DATA SUPPLIED

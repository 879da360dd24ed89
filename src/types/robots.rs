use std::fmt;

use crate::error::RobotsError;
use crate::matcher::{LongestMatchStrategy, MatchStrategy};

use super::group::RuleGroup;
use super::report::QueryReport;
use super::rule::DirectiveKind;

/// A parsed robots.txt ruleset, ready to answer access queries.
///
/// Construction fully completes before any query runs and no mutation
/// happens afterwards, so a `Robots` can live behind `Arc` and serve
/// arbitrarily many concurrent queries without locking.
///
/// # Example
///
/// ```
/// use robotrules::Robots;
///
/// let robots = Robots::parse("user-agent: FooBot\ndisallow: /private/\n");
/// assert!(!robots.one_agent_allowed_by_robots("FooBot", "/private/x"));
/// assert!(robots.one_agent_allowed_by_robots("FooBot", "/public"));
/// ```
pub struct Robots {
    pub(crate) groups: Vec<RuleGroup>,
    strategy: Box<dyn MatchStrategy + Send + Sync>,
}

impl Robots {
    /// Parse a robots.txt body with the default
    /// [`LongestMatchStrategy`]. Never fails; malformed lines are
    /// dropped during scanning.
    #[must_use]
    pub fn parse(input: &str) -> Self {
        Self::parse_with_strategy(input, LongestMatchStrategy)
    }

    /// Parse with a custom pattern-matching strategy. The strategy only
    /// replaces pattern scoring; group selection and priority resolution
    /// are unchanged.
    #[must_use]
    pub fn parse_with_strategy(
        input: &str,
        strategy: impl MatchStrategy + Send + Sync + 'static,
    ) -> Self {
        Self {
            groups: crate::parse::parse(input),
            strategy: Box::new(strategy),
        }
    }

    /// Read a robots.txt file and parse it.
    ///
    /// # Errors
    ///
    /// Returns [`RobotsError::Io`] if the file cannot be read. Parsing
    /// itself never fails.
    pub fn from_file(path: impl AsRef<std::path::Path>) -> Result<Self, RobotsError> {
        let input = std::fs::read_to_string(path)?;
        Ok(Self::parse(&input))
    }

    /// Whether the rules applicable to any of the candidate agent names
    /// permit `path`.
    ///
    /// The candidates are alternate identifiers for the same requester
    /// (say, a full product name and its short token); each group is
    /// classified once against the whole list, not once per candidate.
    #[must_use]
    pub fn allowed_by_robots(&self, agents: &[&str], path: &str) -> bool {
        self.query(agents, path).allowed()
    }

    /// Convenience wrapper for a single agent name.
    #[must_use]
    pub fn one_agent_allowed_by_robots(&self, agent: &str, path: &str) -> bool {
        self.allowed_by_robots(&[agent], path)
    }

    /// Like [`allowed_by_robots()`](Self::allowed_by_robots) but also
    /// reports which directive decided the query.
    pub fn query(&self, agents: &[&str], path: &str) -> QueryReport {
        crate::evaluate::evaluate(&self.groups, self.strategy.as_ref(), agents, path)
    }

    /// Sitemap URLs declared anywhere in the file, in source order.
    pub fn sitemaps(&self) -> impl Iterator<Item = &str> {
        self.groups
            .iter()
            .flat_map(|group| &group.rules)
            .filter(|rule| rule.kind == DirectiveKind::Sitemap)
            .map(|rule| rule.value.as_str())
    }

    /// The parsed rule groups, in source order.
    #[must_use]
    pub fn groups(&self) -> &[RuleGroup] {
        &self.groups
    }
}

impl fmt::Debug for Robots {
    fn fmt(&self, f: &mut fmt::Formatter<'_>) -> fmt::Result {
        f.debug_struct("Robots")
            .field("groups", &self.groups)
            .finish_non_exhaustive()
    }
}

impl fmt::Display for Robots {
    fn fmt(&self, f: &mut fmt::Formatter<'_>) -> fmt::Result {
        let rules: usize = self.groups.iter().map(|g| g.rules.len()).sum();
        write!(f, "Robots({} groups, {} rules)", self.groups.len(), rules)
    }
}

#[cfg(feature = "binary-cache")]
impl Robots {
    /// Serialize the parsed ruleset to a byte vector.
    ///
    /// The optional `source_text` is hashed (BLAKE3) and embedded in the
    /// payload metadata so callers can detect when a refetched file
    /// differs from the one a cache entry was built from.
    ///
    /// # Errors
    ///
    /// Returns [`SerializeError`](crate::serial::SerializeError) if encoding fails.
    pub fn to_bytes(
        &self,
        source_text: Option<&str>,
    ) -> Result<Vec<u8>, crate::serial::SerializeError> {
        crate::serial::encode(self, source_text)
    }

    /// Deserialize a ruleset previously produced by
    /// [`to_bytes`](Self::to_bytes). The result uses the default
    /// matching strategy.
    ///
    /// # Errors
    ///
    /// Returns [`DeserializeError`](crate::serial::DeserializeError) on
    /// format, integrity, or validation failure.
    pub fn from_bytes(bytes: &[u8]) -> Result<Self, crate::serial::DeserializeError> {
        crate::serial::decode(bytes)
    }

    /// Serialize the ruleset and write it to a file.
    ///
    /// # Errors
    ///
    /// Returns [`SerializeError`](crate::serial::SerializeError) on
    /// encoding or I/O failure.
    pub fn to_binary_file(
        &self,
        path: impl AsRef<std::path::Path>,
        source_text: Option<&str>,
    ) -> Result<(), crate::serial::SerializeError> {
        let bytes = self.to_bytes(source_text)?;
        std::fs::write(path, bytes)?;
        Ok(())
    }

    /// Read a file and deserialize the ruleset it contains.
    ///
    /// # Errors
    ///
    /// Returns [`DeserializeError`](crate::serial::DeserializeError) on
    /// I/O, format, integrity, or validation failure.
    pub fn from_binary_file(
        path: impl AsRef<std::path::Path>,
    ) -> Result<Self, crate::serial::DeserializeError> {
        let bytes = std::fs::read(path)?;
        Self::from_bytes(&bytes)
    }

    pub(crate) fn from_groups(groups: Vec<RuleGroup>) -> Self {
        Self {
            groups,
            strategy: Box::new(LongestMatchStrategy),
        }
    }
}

WORK REQUIRED
Retype, exactly and in full, the lines above from the one containing "let input = std::fs::read_to_string(path)?;" through the one containing "once per candidate.".

EXPECTED ANSWER
        let input = std::fs::read_to_string(path)?;
        Ok(Self::parse(&input))
    }

    /// Whether the rules applicable to any of the candidate agent names
    /// permit `path`.
    ///
    /// The candidates are alternate identifiers for the same requester
    /// (say, a full product name and its short token); each group is
    /// classified once against the whole list, not once per candidate.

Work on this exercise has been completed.